SASKIA: Nicht offiziell. Die Électricité de France hätte ihn gefeuert, wenn das rausgekommen wäre. Aber wir haben uns unterhalten. Besonders in letzter Zeit. (Pause) Ich habe ihn dazu ermuntert, mich anzurufen. Wenn einer von denen schon mal die Seiten wechselt…
PAQUET: Gab es einen konkreten Anlass? Ich meine, die Katastrophe in Japan liegt ja schon eine Weile zurück. Sicherheitsmängel. Ein Störfall, der vertuscht worden ist…
SASKIA: Nein. Aber … persönliche Entwicklungen brauchen Zeit.
(SCHWEIGEN)
PAQUET: Hatten Sie was mit ihm?
SASKIA: (empört) Nein!
(TELEFON KLINGELT)
PAQUET: (zu Saskia) ‘Tschuldigung…
(NIMMT DEN HÖRER AB)
(ins Telefon) Paquet, Mordkommission…?!
CHARLOTTE: (Telefonstimme) Papa, ich bin’s…
PAQUET: Charlotte, ich kann gerade nicht…
CHARLOTTE: Ich wollte nur sagen, ich komm‘ heute später. Ich hab‘ noch ’n Termin. Also sag‘ Mama Bescheid. Sonst denkt Sie wieder –
PAQUET: Du, Augenblick mal… (zu Saskia) Frau Eisenbeiss, wir sind eigentlich fertig…
CHARLOTTE: (verwundert) Eisenbeiss?! Saskia Eisenbeiss?! Is‘ die bei dir?
PAQUET: (erstaunt) Ihr kennt euch?!
6. STRASSE
(EINE DEMO GEGEN CATTENOM. SPRECHCHÖRE: „ABSCHALTEN – JETZT, ABSCHALTEN –JETZT…“)
STIMME: (plärrt über Megaphon) Cattenom ist eine Bedrohung für die gesamte Region!
PAQUET: Das ist also dein Termin…
CHARLOTTE: Der eine geht zum Friseur, der andere… (fällt in den Sprechchor ein) Abschalten – jetzt!, abschalten – jetzt!
PAQUET: Charlotte, jetzt hör’ mal einen Moment damit auf!
CHARLOTTE: Papa, wenn du mich in meiner freien Meinungsäußerung einschränken willst, kannst du gleich wieder gehen.
PAQUET: Ich versteh‘ ja, dass du dir Sorgen machst. Wenn ich an Cattenom denke, hab‘ ich auch kein gutes Gefühl.
CHARLOTTE: Und warum tust du nichts dagegen?! (Pause) Tut mir leid. Was ist denn mit Saskia? Deswegen bist du doch hier.

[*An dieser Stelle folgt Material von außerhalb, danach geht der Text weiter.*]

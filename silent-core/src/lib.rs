//! # silent-core
//!
//! Core of the `silent` crate: [`SilentTry`] runs a unit of work and never lets
//! a fault escape. A fault is an `Err` from the work or a panic inside it. On a
//! fault the executor logs a single line through a [`LogSink`], calls the
//! exception callback, always calls the final callback, and hands back a
//! fallback value.
//!
//! # Quick Start
//!
//! ```rust
//! use silent_core::{Fault, SilentTry};
//!
//! let port: u16 = SilentTry::new()
//!     .with_message("reading port")
//!     .exec(|_| -> Result<u16, Fault> { Ok("8080".parse()?) }, 80);
//!
//! assert_eq!(port, 8080);
//! ```
//!
//! # Log line
//!
//! A caught fault is logged at the configured [`LogLevel`] (default `error`) as
//!
//! ```text
//! [custom_msg:billing calc failed] [msg:divide by zero] [file:src/calc.rs:42] [invoiceId:123]
//! ```
//!
//! `with_data` entries are appended in insertion order, `with_context` is
//! passed to the sink as structured context and never shows up in the text.
//!
//! # Shared state
//!
//! ```rust
//! use silent_core::{fault, Fault, SilentTry};
//!
//! let mut seen = None;
//! let total = SilentTry::new()
//!     .logable(false)
//!     .on_exception(|executor, _fault| {
//!         seen = executor.get("step").cloned();
//!         Ok::<_, Fault>(())
//!     })
//!     .exec(
//!         |executor| -> Result<i32, Fault> {
//!             executor.insert("step", "charge");
//!             Err(fault!("card declined"))
//!         },
//!         0,
//!     );
//!
//! assert_eq!(total, 0);
//! assert_eq!(seen, Some(serde_json::json!("charge")));
//! ```
//!
//! # Panics
//!
//! Panics are caught with `catch_unwind`. This needs the default
//! `panic = "unwind"` strategy; with `panic = "abort"` the process still
//! aborts.

mod config;
mod executor;
mod fault;
mod format;
mod level;
mod panic;
mod sink;
pub mod testing;

pub use config::SilentConfig;
pub use executor::{FAIL_CALLBACK_LABEL, FINAL_CALLBACK_LABEL, SilentTry};
pub use fault::{Fault, IntoFault};
pub use level::{LogLevel, ParseLevelError};
pub use sink::{LogSink, TracingSink};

WOHLERS: Macht der Alte dich an?!
CHARLOTTE: Nee, nee, Bernd, lass mal…
WOHLERS: Sag‘ Bescheid, wenn’s Stress gibt. (zu Paquet) Die Kleine steht unter meinem persönlichen Schutz!
PAQUET: Wie reden Sie denn mit mir?!
CHARLOTTE: Du, das … das ist mein Vater…
WOHLERS: Oh. (lacht) So was nennt man wohl einen Fettnapf. Nichts für ungut. Ich bin der Bernd.
CHARLOTTE: Ihm gehört der Bioladen bei uns um die Ecke. (Pause) Papa, er hat’s nicht so gemeint. Nu‘ gib‘ ihm schon die Hand.
PAQUET: (mürrisch) Paquet…
WOHLERS: Find‘ ich toll, dass Sie bei uns mitmachen. (zu Charlotte) Hast du ihn endlich agitiert? (zu Paquet) Manchmal dauert es eine Weile, aber … wir kriegen sie alle!
PAQUET: Charlotte, dann würde ich dich auch gerne mal … agitieren. Unter vier Augen. Und zwar jetzt.
WOHLERS: Das geht nicht. Sie sehen doch, dass wir gerade –
PAQUET: Halten Sie sich da bitte raus, ja!
WOHLERS: (angriffslustig) Na, na, na…
CHARLOTTE: Bernd, sei bloß vorsichtig. Mein Vater ist bei der Polizei. Ein falsches Wort und du wirst verhaftet.